Every entry needs to be reproduced exactly.
+===+
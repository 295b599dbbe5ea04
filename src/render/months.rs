use super::steps::step_path;
use super::{PageMeta, SiteContext, layout, reading_list};
use crate::calendar;
use crate::dataset::SiteData;
use crate::types::Reading;
use maud::{Markup, html};

pub fn month_path(month: usize) -> String {
    format!("/months/{}/", calendar::month_slug(month))
}

/// Month archive, `month` 0-based. Readings are grouped into the four week
/// windows from [`calendar::week_windows`]; empty windows are skipped.
pub fn month(ctx: &SiteContext, data: &SiteData, month: usize) -> Markup {
    let name = calendar::month_name(month);
    let readings = data.readings_in_month(month);
    let step = data.step_for_month(month);
    let windows: Vec<(String, Vec<&Reading>)> = calendar::week_windows(calendar::month_len(month))
        .into_iter()
        .map(|window| {
            let label = format!("{name} {}–{}", window.start(), window.end());
            let days = readings
                .iter()
                .filter(|r| window.contains(&calendar::day_within_month(r.day_of_year)))
                .copied()
                .collect();
            (label, days)
        })
        .collect();

    let description = match step {
        Some(step) => format!("Daily readings for {name}, the month of Step {}: {}", step.number, step.text),
        None => format!("Daily readings for {name}."),
    };
    let meta = PageMeta::new(&format!("{name} readings"), &description, &month_path(month))
        .class("month-page");

    let prev = (month + 11) % 12;
    let next = (month + 1) % 12;

    let body = html! {
        h1 { (name) }
        @if let Some(step) = step {
            p.month-step {
                a href=(ctx.link(&step_path(step))) { "Step " (step.number) }
                ": " (step.text)
            }
        }
        @for (label, days) in &windows {
            @if !days.is_empty() {
                section.week {
                    h2 { (label) }
                    (reading_list(ctx, days))
                }
            }
        }
        nav.month-pager {
            a rel="prev" href=(ctx.link(&month_path(prev))) { (calendar::month_name(prev)) }
            a rel="next" href=(ctx.link(&month_path(next))) { (calendar::month_name(next)) }
        }
    };
    layout(ctx, &meta, body)
}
+===+
**WRITTEN ANSWER:**
repository 295b599dbbe5ea04
filename src/render/months.rs
use super::steps::step_path;
use super::{PageMeta, SiteContext, layout, reading_list};
use crate::calendar;
use crate::dataset::SiteData;
use crate::types::Reading;
use maud::{Markup, html};

pub fn month_path(month: usize) -> String {
    format!("/months/{}/", calendar::month_slug(month))
}

/// Month archive, `month` 0-based. Readings are grouped into the four week
/// windows from [`calendar::week_windows`]; empty windows are skipped.
pub fn month(ctx: &SiteContext, data: &SiteData, month: usize) -> Markup {
    let name = calendar::month_name(month);
    let readings = data.readings_in_month(month);
    let step = data.step_for_month(month);
    let windows: Vec<(String, Vec<&Reading>)> = calendar::week_windows(calendar::month_len(month))
        .into_iter()
        .map(|window| {
            let label = format!("{name} {}–{}", window.start(), window.end());
            let days = readings
                .iter()
                .filter(|r| window.contains(&calendar::day_within_month(r.day_of_year)))
                .copied()
                .collect();
            (label, days)
        })
        .collect();

    let description = match step {
        Some(step) => format!("Daily readings for {name}, the month of Step {}: {}", step.number, step.text),
        None => format!("Daily readings for {name}."),
    };
    let meta = PageMeta::new(&format!("{name} readings"), &description, &month_path(month))
        .class("month-page");

    let prev = (month + 11) % 12;
    let next = (month + 1) % 12;

    let body = html! {
        h1 { (name) }
        @if let Some(step) = step {
            p.month-step {
                a href=(ctx.link(&step_path(step))) { "Step " (step.number) }
                ": " (step.text)
            }
        }
        @for (label, days) in &windows {
            @if !days.is_empty() {
                section.week {
                    h2 { (label) }
                    (reading_list(ctx, days))
                }
            }
        }
        nav.month-pager {
            a rel="prev" href=(ctx.link(&month_path(prev))) { (calendar::month_name(prev)) }
            a rel="next" href=(ctx.link(&month_path(next))) { (calendar::month_name(next)) }
        }
    };
    layout(ctx, &meta, body)
}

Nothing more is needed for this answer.